La loi ne prévoit en effet aucun barème de l’obligation alimentaire : seul le juge aux affaires familiales est compétent pour fixer la contribution individuelle de chaque obligé alimentaire en fonction de sa situation familiale et économique. Ainsi, en cas de désaccord entre les obligés sur les sommes à verser, le juge aux affaires familiales peut être saisi pour déterminer la contribution de chacun.

Obligation alimentaire et aide sociale

Si cette solidarité familiale s’exerce souvent spontanément, elle est également prévue par la législation sur l’aide sociale, qui lui donne la priorité sur la solidarité collective.

L’article L. 132-6 du code de l’action sociale et des familles énonce en effet le caractère subsidiaire de l’aide sociale : « Les personnes tenues à l’obligation alimentaire instituée par les articles 205 et suivants du code civil sont, à l’occasion de toute demande d’aide sociale, invitées à indiquer l’aide qu’elles peuvent allouer aux postulants et à apporter, le cas échéant, la preuve de leur impossibilité de couvrir la totalité des frais. »

Si une personne âgée hébergée en établissement ou chez des accueillants familiaux a des ressources inférieures aux frais d’hébergements, elle peut faire une demande d’Aide sociale à l’hébergement (ASH) auprès de son conseil départemental. Le conseil départemental pourra ainsi payer la différence entre le montant de la facture, et les contributions respectives de la personne hébergée et le cas échéant, de ses obligés. Ceux-ci peuvent en effet être sollicités pour financer une partie des frais d’hébergement d’un parent, si celui-ci ne peut s’acquitter seul des frais d’hébergement. Pour déterminer la participation de chaque obligé, tous les conseils départementaux prennent en compte les ressources et la composition du foyer. Mais les conditions concrètes d’application sont particulières à chaque département. La règlementation locale en matière d’aide sociale peut prévoir des dispositions plus favorables que la réglementation nationale, et prendre en compte d’autres critères (le montant du loyer, le statut vis-à-vis du logement, les autres obligations alimentaire supportées…). Les sommes versées peuvent ensuite être déduites des impôts, au titre de la pension alimentaire.
En cas de désaccord des obligés alimentaires sur le montant de leur participation, le juge aux affaires familiales peut être saisi par le département et remettre en cause le montant évalué.

La récupération sur succession de l’aide sociale à l’hébergement

L’ASH versée par le conseil départemental constitue une avance, qui peut être récupérée du vivant ou au décès du bénéficiaire.
Le conseil départemental peut récupérer les montants d’ASH :
• Sur la succession du bénéficiaire : quand la personne bénéficiaire de l’aide sociale décède, le conseil départemental peut récupérer les sommes versées sur le patrimoine transmis par la personne décédée à ses héritiers.
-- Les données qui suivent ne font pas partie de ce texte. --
/// Load the complexes to collect, in roster order.
pub fn load_roster(path: &Path, columns: &RosterColumns) -> Result<Vec<Complex>, PipelineError> {
    let roster = roster_queries::load_roster(path, columns).map_err(PipelineError::Roster)?;
    tracing::info!(complexes = roster.len(), path = %path.display(), "roster loaded");
    Ok(roster)
}

/// Where the driver currently is.
#[derive(Debug, Clone, Copy, PartialEq, Eq)]
pub enum RunState {
    Running,
    Resolving,
    Fetching,
    Persisting,
    Terminated,
}

/// Why a run ended.
#[derive(Debug, Clone, Copy, PartialEq, Eq)]
pub enum Termination {
    RosterExhausted,
    Cancelled,
    QuotaExhausted,
}

#[derive(Debug, Clone, Default, PartialEq, Eq)]
pub struct RunSummary {
    pub complexes_total: usize,
    pub complexes_collected: usize,
    pub skipped_invalid_date: usize,
    pub skipped_complete: usize,
    pub skipped_unreadable: usize,
    pub structural_aborts: usize,
    pub soft_failures: usize,
    pub months_persisted: usize,
    pub termination: Option<Termination>,
}

pub struct BatchDriver<A> {
    api: A,
    appender: CsvAppender,
    today: Date,
    cancel: CancellationToken,
    state: RunState,
}

impl<A: EnergyApi> BatchDriver<A> {
    pub fn new(api: A, appender: CsvAppender, today: Date, cancel: CancellationToken) -> Self {
        Self {
            api,
            appender,
            today,
            cancel,
            state: RunState::Running,
        }
    }

    pub fn state(&self) -> RunState {
        self.state
    }

    fn transition(&mut self, next: RunState) {
        tracing::trace!(from = ?self.state, to = ?next, "run state");
        self.state = next;
    }

    /// Process `roster` in order until it is exhausted or cancellation is
    /// requested.
    ///
    /// Records fetched for the complex in flight when the run stops are
    /// persisted before returning. Only sink failures abort the run with an
    /// error; per-complex problems are logged and skipped.
    pub async fn run(&mut self, roster: &[Complex]) -> Result<RunSummary, PipelineError> {
        let mut summary = RunSummary {
            complexes_total: roster.len(),
            ..RunSummary::default()
        };

        for (idx, complex) in roster.iter().enumerate() {
            if self.cancel.is_cancelled() {
                summary.termination.get_or_insert(Termination::Cancelled);
                break;
            }

            self.transition(RunState::Resolving);
            let path = self.appender.path_for(complex);
            let (window, months) = match targets::resolve(complex, self.today, &path) {
                Ok(Resolution::Pending { window, months }) => (window, months),
                Ok(Resolution::InvalidApprovalDate(raw)) => {
                    tracing::warn!(
                        kapt_code = %complex.code,
                        name = %complex.name,
                        approval_date = %raw,
                        "approval date is not a valid date; skipping complex"
                    );
                    metrics::counter!("complexes_skipped_total", "reason" => "invalid_date").increment(1);
                    summary.skipped_invalid_date += 1;
                    self.transition(RunState::Running);
                    continue;
                }
                Ok(Resolution::Complete(window)) if window.is_empty() => {
                    tracing::info!(
                        kapt_code = %complex.code,
                        name = %complex.name,
                        approval_date = %complex.approval_date,
                        "no complete month since approval yet; skipping complex"
                    );
                    metrics::counter!("complexes_skipped_total", "reason" => "too_recent").increment(1);
                    summary.skipped_complete += 1;
                    self.transition(RunState::Running);
                    continue;
                }
                Ok(Resolution::Complete(window)) => {
                    tracing::info!(
                        kapt_code = %complex.code,
                        name = %complex.name,
                        start = %window.start,
                        end = %window.end,
                        "all months already collected"
                    );
                    metrics::counter!("complexes_skipped_total", "reason" => "complete").increment(1);
                    summary.skipped_complete += 1;
                    self.transition(RunState::Running);
                    continue;
                }
                Err(e) => {
                    tracing::error!(
                        kapt_code = %complex.code,
                        name = %complex.name,
                        path = %path.display(),
                        error = %e,
                        "cannot read collected months; skipping complex"
                    );
                    metrics::counter!("complexes_skipped_total", "reason" => "unreadable").increment(1);
                    summary.skipped_unreadable += 1;
                    self.transition(RunState::Running);
                    continue;
                }
            };

            tracing::info!(
                progress = %format!("{}/{}", idx + 1, roster.len()),
                kapt_code = %complex.code,
                name = %complex.name,
                start = %window.start,
                end = %window.end,
                pending = months.len(),
                "collecting complex"
            );

            self.transition(RunState::Fetching);
            let outcome = collect_months(&self.api, complex, &months, &self.cancel).await;
            summary.soft_failures += outcome.soft_failures;

            if !outcome.records.is_empty() {
                self.transition(RunState::Persisting);
                let appended = self.appender.append(&path, &outcome.records)?;
                summary.months_persisted += appended.rows_written;
                summary.complexes_collected += 1;
                tracing::info!(
                    kapt_code = %complex.code,
                    name = %complex.name,
                    months = appended.rows_written,
                    path = %path.display(),
                    "complex data saved"
                );
            }

            match outcome.stop {
                StopReason::Exhausted => {}
                StopReason::Structural => summary.structural_aborts += 1,
                StopReason::Cancelled => {
                    summary.termination = Some(Termination::Cancelled);
                    break;
                }
                StopReason::QuotaExhausted => {
                    summary.termination = Some(Termination::QuotaExhausted);
                    break;
                }
            }
            self.transition(RunState::Running);
        }

        summary.termination.get_or_insert(Termination::RosterExhausted);
        self.transition(RunState::Terminated);
        Ok(summary)
    }
}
Attention, c’est le patrimoine de la personne décédée qui est concerné par ce recours sur succession. Le patrimoine de ses héritiers n’est pas concerné (les héritiers auront simplement un héritage moins important).
• Si le bénéficiaire « revient à meilleure fortune », que sa situation financière s’améliore.
• Sur une donation faite par le bénéficiaire dans les 10 ans ayant précédé la demande d’aide sociale ou après celle-ci.

En cas de non-respect de l’obligation alimentaire

L’enfant qui ne verse pas, pendant plus de 2 mois, à un parent la pension alimentaire commet un délit d’abandon de famille. Le délit d’abandon de famille est passible d’une peine d’emprisonnement de 2 ans au plus et de 15 000 € d’amende au plus. Une lettre doit être adressée par le parent au procureur de la République du tribunal dont dépend son domicile ou celui de son descendant. Le tiers (personne étrangère à la famille ou organisme) ayant subvenu aux besoins du parent (à la place de l’enfant) peut se retourner contre le débiteur. Les actions les plus courantes sont le recours des services du département pour le recouvrement des sommes dues à l’aide sociale, et le recours des établissements publics de santé pour le recouvrement des frais d’hospitalisation.